Amazon uses the Pay-As-You-Go model, charging a predetermined price for every hour of virtual machine resources used. Such a model is also used by other leading cloud service providers including Microsoft Azure and Google’s Google Cloud Platform.
Another variant of cloud pricing is an enterprise billing service. This is based on the number of active users assigned to a particular cloud subscription. Microsoft Azure is a leading cloud provider that offers cloud subscription for its customers. Most cloud providers offer varying combinations of the above three models with attractive discount options built-in. These include:
What free tier services do AWS and Azure offer?
Both AWS and Azure offer a ‘free tier’ service for new and initial subscribers. This is for potential long-time subscribers to test out the service before committing for the long run.

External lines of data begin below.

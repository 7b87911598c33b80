//! ODBC-style connection strings built from a stored profile. No driver is
//! loaded here; callers hand the string to whatever opens the connection.

use crate::profile::Profile;
use anyhow::Result;

pub const DEFAULT_DRIVER: &str = "Teradata";

#[derive(Clone, Debug)]
pub struct ConnectOptions {
    pub driver: String,
    pub database: Option<String>,
    pub extra: Vec<(String, String)>, // appended in order
}

impl Default for ConnectOptions {
    fn default() -> Self {
        Self { driver: DEFAULT_DRIVER.to_string(), database: None, extra: Vec::new() }
    }
}

impl ConnectOptions {
    pub fn with_driver(mut self, driver: impl Into<String>) -> Self {
        self.driver = driver.into();
        self
    }
    pub fn with_database(mut self, database: impl Into<String>) -> Self {
        self.database = Some(database.into());
        self
    }
    pub fn with_param(mut self, key: impl Into<String>, value: impl Into<String>) -> Self {
        self.extra.push((key.into(), value.into()));
        self
    }
}

/// Brace-quote values that would otherwise break the `KEY=VALUE;` framing.
fn quote_value(v: &str) -> String {
    if v.contains([';', '{', '}']) || v.starts_with(' ') || v.ends_with(' ') {
        format!("{{{}}}", v.replace('}', "}}"))
    } else {
        v.to_string()
    }
}

fn render(profile: &Profile, opts: &ConnectOptions, password: &str) -> String {
    let mut parts = vec![
        format!("DRIVER={{{}}}", opts.driver),
        format!("DBCNAME={}", quote_value(&profile.url)),
        format!("UID={}", quote_value(&profile.username)),
        format!("PWD={}", password),
    ];
    if let Some(db) = &opts.database {
        parts.push(format!("DATABASE={}", quote_value(db)));
    }
    for (k, v) in &opts.extra {
        parts.push(format!("{}={}", k, quote_value(v)));
    }
    parts.join(";")
}

/// Full connection string including the decoded password.
pub fn connection_string(profile: &Profile, opts: &ConnectOptions) -> Result<String> {
    let password = profile.password()?;
    tracing::debug!(profile = %profile.name, "building connection string");
    Ok(render(profile, opts, &quote_value(&password)))
}

/// Same layout with the password masked, safe to print or log.
pub fn redacted(profile: &Profile, opts: &ConnectOptions) -> String {
    render(profile, opts, "***")
}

For example, you can utilize EC2 and EBS on the free tier to host a website for a whole year. EBS pricing will be zero unless your usage exceeds the limit of 30GB of storage. The free tier for the EC2 includes 730 hours of a t2.micro instance.
Azure offers similar deals for new users. Azure’s services like App Service, Virtual Machines, Azure SQL Database, Blob Storage and Azure Kubernetes Service (AKS) are free for the initial period of 12 months. Additionally, Azure provides the ‘Functions’ compute service (for serverless) at 1 million requests free every month throughout the subscription. This is useful if you want to give serverless a try.

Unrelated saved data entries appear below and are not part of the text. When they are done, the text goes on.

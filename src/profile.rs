//! Connection profile record. The password is obscured with base64 so it is
//! not stored as plain text; this is not encryption.

use anyhow::{anyhow, Context, Result};
use base64::engine::general_purpose::STANDARD as B64;
use base64::Engine;
use serde::{Deserialize, Serialize};
use std::fmt;

#[derive(Clone, Debug, PartialEq, Eq, Serialize, Deserialize)]
pub struct Profile {
    pub name: String,
    pub username: String,
    pub url: String,
    #[serde(rename = "password")]
    obscured_password: String,
}

impl Profile {
    /// Name, username and url must be non-empty after trimming. The password
    /// is taken as-is (empty is allowed).
    pub fn new(
        name: impl AsRef<str>,
        username: impl AsRef<str>,
        url: impl AsRef<str>,
        password: impl AsRef<str>,
    ) -> Result<Self> {
        let name = name.as_ref().trim();
        let username = username.as_ref().trim();
        let url = url.as_ref().trim();
        for (field, value) in [("name", name), ("username", username), ("url", url)] {
            if value.is_empty() {
                return Err(anyhow!("profile {field} must not be empty"));
            }
        }
        Ok(Self {
            name: name.to_string(),
            username: username.to_string(),
            url: url.to_string(),
            obscured_password: B64.encode(password.as_ref().as_bytes()),
        })
    }

    /// Decoded password.
    pub fn password(&self) -> Result<String> {
        let bytes = B64
            .decode(self.obscured_password.as_bytes())
            .with_context(|| format!("profile {} has a corrupt password field", self.name))?;
        String::from_utf8(bytes).with_context(|| format!("profile {} password is not UTF-8", self.name))
    }

    /// The stored (base64) form.
    pub fn obscured_password(&self) -> &str {
        &self.obscured_password
    }
}

impl fmt::Display for Profile {
    fn fmt(&self, f: &mut fmt::Formatter<'_>) -> fmt::Result {
        write!(f, "Profile <{}@{}>", self.username, self.url)
    }
}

AWS and Azure’s pay-as-you-go, on-demand pricing models
Under the pay-as-you-go model, AWS and Azure offer subscribers the option to simply settle their bills at the end of every month without any upfront investment.
This is a good option if you want to avoid a long-term and binding contract. Most resources are available on demand and charged on a per hour basis, and costs are calculated based on the number of hours the resource was used. For data storage and data transfer, the rates are generally calculated per Gigabyte.
Subscribers are notified 30 days in advance for any changes in the Pay As You Go rates as well as when new services are added periodically to the platform.
Reserve-and-pay-less pricing model
In addition to the on-demand pricing model, Amazon AWS has an alternate scheme called Reserved Instance (RI) that allows the subscriber to reserve capacity for specific products. RI offers discounted hourly rates and capacity reservation for its EC2 and RDS services. A subscriber can reserve a resource and can save up to 75% of total billing costs in the long run. These discounted rates are automatically added to the subscriber’s AWS bills. Subscribers have the option to reserve instances either for a 1-year or a 3-year term.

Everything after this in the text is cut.